* _What you are asked to do_
Give again every line from the one with "assert!(Config::from_file(&path).is_err());" through the last line of the data, exactly, and leave out the lines before it.

* _Data to use_

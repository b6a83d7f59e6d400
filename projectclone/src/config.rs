//! Configuration management.
//!
//! Loads an optional TOML file; every field has a default and command-line
//! flags override whatever the file sets.

use crate::executor::hooks::Hooks;
use serde::{Deserialize, Serialize};
use std::path::{Path, PathBuf};

#[derive(Debug, Clone, Default, Serialize, Deserialize)]
pub struct Config {
    #[serde(default)]
    pub backup: BackupConfig,

    #[serde(default)]
    pub log: LogConfig,

    #[serde(default)]
    pub hooks: Hooks,
}

#[derive(Debug, Clone, Serialize, Deserialize)]
pub struct BackupConfig {
    /// Destination root (vault root for vault snapshots)
    #[serde(default = "default_dest")]
    pub dest: PathBuf,

    /// Records kept per project, 0 disables rotation
    #[serde(default)]
    pub keep: usize,

    /// Extra exclude patterns
    #[serde(default)]
    pub excludes: Vec<String>,

    #[serde(default)]
    pub manifest: bool,

    #[serde(default)]
    pub manifest_sha: bool,

    #[serde(default)]
    pub preserve_symlinks: bool,

    #[serde(default = "default_true")]
    pub show_progress: bool,
}

#[derive(Debug, Clone, Serialize, Deserialize)]
pub struct LogConfig {
    /// Log level (trace, debug, info, warn, error)
    #[serde(default = "default_log_level")]
    pub level: String,

    /// Write `backup_<timestamp>_<project>.log` into the destination
    #[serde(default = "default_true")]
    pub file: bool,
}

impl Default for BackupConfig {
    fn default() -> Self {
        Self {
            dest: default_dest(),
            keep: 0,
            excludes: Vec::new(),
            manifest: false,
            manifest_sha: false,
            preserve_symlinks: false,
            show_progress: true,
        }
    }
}

impl Default for LogConfig {
    fn default() -> Self {
        Self {
            level: default_log_level(),
            file: true,
        }
    }
}

fn default_dest() -> PathBuf {
    home_dir().join("project_backups")
}

fn default_log_level() -> String {
    "info".to_string()
}

fn default_true() -> bool {
    true
}

fn home_dir() -> PathBuf {
    std::env::var_os("HOME")
        .map(PathBuf::from)
        .unwrap_or_else(|| PathBuf::from("."))
}

/// Expand a leading `~` to the home directory.
pub fn expand_home(path: &Path) -> PathBuf {
    match path.strip_prefix("~") {
        Ok(rest) => home_dir().join(rest),
        Err(_) => path.to_path_buf(),
    }
}

impl Config {
    /// Load configuration from a TOML file
    pub fn from_file(path: &Path) -> anyhow::Result<Self> {
        let content = std::fs::read_to_string(path)?;
        let mut config: Config = toml::from_str(&content)?;
        config.backup.dest = expand_home(&config.backup.dest);
        Ok(config)
    }
}

#[cfg(test)]
mod tests {
    use super::*;
    use std::fs;
    use tempfile::TempDir;

    #[test]
    fn test_defaults() {
        let config = Config::default();
        assert!(config.backup.dest.ends_with("project_backups"));
        assert_eq!(config.backup.keep, 0);
        assert!(config.backup.show_progress);
        assert_eq!(config.log.level, "info");
        assert!(config.hooks.pre_snapshot.is_none());
    }

    #[test]
    fn test_from_file_with_partial_sections() -> anyhow::Result<()> {
        let temp_dir = TempDir::new()?;
        let path = temp_dir.path().join("projectclone.toml");
        fs::write(
            &path,
            r#"
[backup]
dest = "/srv/backups"
keep = 5
excludes = ["node_modules", "*.log"]

[hooks]
pre_snapshot = "make clean"
"#,
        )?;

        let config = Config::from_file(&path)?;

        assert_eq!(config.backup.dest, PathBuf::from("/srv/backups"));
        assert_eq!(config.backup.keep, 5);
        assert_eq!(config.backup.excludes, vec!["node_modules", "*.log"]);
        assert!(!config.backup.manifest);
        assert!(config.log.file);
        assert_eq!(config.hooks.pre_snapshot.as_deref(), Some("make clean"));
        assert!(config.hooks.post_snapshot.is_none());
        Ok(())
    }

    #[test]
    fn test_invalid_file_is_an_error() -> anyhow::Result<()> {
        let temp_dir = TempDir::new()?;
        let path = temp_dir.path().join("bad.toml");
        fs::write(&path, "[backup]\nkeep = \"many\"\n")?;
        assert!(Config::from_file(&path).is_err());
        Ok(())
    }

    #[test]
    fn test_expand_home() {
        assert_eq!(expand_home(Path::new("/abs/path")), PathBuf::from("/abs/path"));
        assert!(expand_home(Path::new("~/backups")).ends_with("backups"));
        assert!(!expand_home(Path::new("~/backups")).starts_with("~"));
    }
}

* _Completed exercise_
        assert!(Config::from_file(&path).is_err());
        Ok(())
    }

    #[test]
    fn test_expand_home() {
        assert_eq!(expand_home(Path::new("/abs/path")), PathBuf::from("/abs/path"));
        assert!(expand_home(Path::new("~/backups")).ends_with("backups"));
        assert!(!expand_home(Path::new("~/backups")).starts_with("~"));
    }
}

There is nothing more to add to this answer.